Because of my family’s aversion to creative writing over Thanksgiving break I ended up writing at 1:00AM under the covers, so that no one would realize what I was doing. However, at 8:00PM on November 27th I finally found someone in my family that I could talk to about my novel. The only problem was that it was my 4 month old nephew. He was tired and fussy, and I quickly learned, no thanks to my brother who had taken off somewhere to play sports, that one of the only things that would calm him down was if I walked all over the house carrying him with his head resting against my neck so that he could feel the vibrations from my throat as I talked. Since I didn’t have anything better to talk about I spent 2 hours quietly brain storming story ideas and testing out dialog.

Moving on, I kept pretty much on track until about 2:00AM on Tuesday November 29. That was when my 5 year old laptop got a virus and died. Thankfully right before it died I managed to grab my flash drive, which I had tucked into the bag I had taken home with me for Thanksgiving, and save my homework and 47,000 word NaNoWriMo novel. Then when I got back to school I went to the IT people and they told me that my laptop was completely dead, and all of my files were lost. Luckily, my flash drive was by some miracle virus free and my story was saved from a gruesome death. I was prepared to spend the night at the library pounding out the last 3,000 words on one of the public computers, but then my dad, who had given me a ride back up to school, told me to meet him back at the dorms because I was not going to be spending finals without a computer. He and my mom had decided to get me a new laptop as an early Christmas present.

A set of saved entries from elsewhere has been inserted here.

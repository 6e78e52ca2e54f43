//! The news crew: agent personas and task briefs derived from a [`Profile`].
//!
//! These are prompt parameters only. Execution happens in an
//! [`LlmClient`](crate::llm::LlmClient), which receives the crew as part of
//! its input.

pub mod agents;
pub mod tasks;

use crate::domain::profile::Profile;
use agents::AgentPersona;
use serde::Serialize;
use tasks::TaskBrief;

#[derive(Debug, Clone, Serialize)]
pub struct NewsCrew {
    profile: Profile,
    agents: Vec<AgentPersona>,
    tasks: Vec<TaskBrief>,
}

impl NewsCrew {
    pub fn new(profile: Profile) -> Self {
        let agents = vec![
            agents::news_curator_agent(&profile),
            agents::summarizer_agent(),
            agents::relevance_scorer_agent(),
        ];
        let tasks = vec![
            tasks::news_curation_task(&profile),
            tasks::summarization_task(&profile),
            tasks::relevance_scoring_task(&profile),
        ];
        Self {
            profile,
            agents,
            tasks,
        }
    }

    pub fn profile(&self) -> &Profile {
        &self.profile
    }

    /// Agents in execution order: curator, summarizer, relevance scorer.
    pub fn agents(&self) -> &[AgentPersona] {
        &self.agents
    }

    /// Tasks in execution order; each carries the agent that performs it.
    pub fn tasks(&self) -> &[TaskBrief] {
        &self.tasks
    }

    /// Rebuilds every agent and task for a changed profile.
    pub fn update_user_profile(&mut self, profile: Profile) {
        *self = Self::new(profile);
    }
}

#[cfg(test)]
mod tests {
    use super::*;
    use crate::domain::profile::{
        ExperienceLevel, InvestmentFrequency, InvestmentHorizon, RiskAppetite,
    };

    fn profile(experience: ExperienceLevel) -> Profile {
        Profile {
            user_id: "u1".to_string(),
            investment_frequency: InvestmentFrequency::Daily,
            industry_preferences: vec!["technology".to_string(), "finance".to_string()],
            investment_horizon: InvestmentHorizon::LongTerm,
            investment_period: "5 years".to_string(),
            risk_appetite: RiskAppetite::Medium,
            experience_level: experience,
        }
    }

    #[test]
    fn curator_role_follows_experience_level() {
        let roles: Vec<_> = [
            ExperienceLevel::Beginner,
            ExperienceLevel::Intermediate,
            ExperienceLevel::Advanced,
            ExperienceLevel::Expert,
        ]
        .into_iter()
        .map(|e| NewsCrew::new(profile(e)).agents()[0].role.clone())
        .collect();
        assert_eq!(
            roles,
            vec![
                "Beginner-Friendly Financial News Curator",
                "Personalized Financial News Curator",
                "Personalized Financial News Curator",
                "Expert Financial News Analyst",
            ]
        );
    }

    #[test]
    fn curator_goal_mentions_profile() {
        let crew = NewsCrew::new(profile(ExperienceLevel::Beginner));
        let goal = &crew.agents()[0].goal;
        assert!(goal.starts_with(
            "Curate and summarize financial news that aligns with long_term investment strategy"
        ));
        assert!(goal.contains("focusing on technology, finance sectors"));
        assert!(goal.contains("with medium risk tolerance"));
        assert!(goal.contains("relevant to beginner level investors"));
    }

    #[test]
    fn tasks_are_parametrized_by_profile() {
        let crew = NewsCrew::new(profile(ExperienceLevel::Expert));
        let [curation, summary, scoring] = crew.tasks() else {
            panic!("expected three tasks");
        };

        assert!(curation.description.contains("focusing on technology OR finance sectors"));
        assert!(curation.description.contains("today's market movements and breaking news"));
        assert_eq!(curation.agent.role, "Expert Financial News Analyst");

        assert!(summary.description.contains("Use precise financial terminology"));
        assert_eq!(summary.agent.role, "Financial News Summarizer");

        assert!(scoring.description.contains("- Industries: technology, finance\n"));
        assert!(scoring.description.contains("- Investment frequency: daily\n"));
        assert_eq!(scoring.agent.role, "Investment Relevance Analyst");
    }

    #[test]
    fn update_rebuilds_agents_and_tasks() {
        let mut crew = NewsCrew::new(profile(ExperienceLevel::Beginner));
        let mut next = profile(ExperienceLevel::Expert);
        next.investment_frequency = InvestmentFrequency::Quarterly;
        crew.update_user_profile(next.clone());

        assert_eq!(crew.profile(), &next);
        assert_eq!(crew.agents()[0].role, "Expert Financial News Analyst");
        assert!(crew.tasks()[0]
            .description
            .contains("significant quarterly developments and earnings"));
    }
}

On the night of November 30 I managed to figure out my new laptop to the point that I could pound out 3,000 words putting myself at 50,093 words. However, I almost met my demise when the very basic version of Microsoft Word that I was refused to scramble my story, and then using froze up every time I tried to copy and paste the hand scrambled story into the word valuator. As it drew closer and closer to midnight I was still sitting at my laptop transferring my story a few pages at a time into the word count valuator. Then with only minutes to spare I hit submit and the purple bar appeared.

To rap things up, even though I made it to 50,000 words I’m only half way through my story, so I’m planning on spending December trying to finish up my story, which I think may be 100 times harder than NaNoWriMo ever way.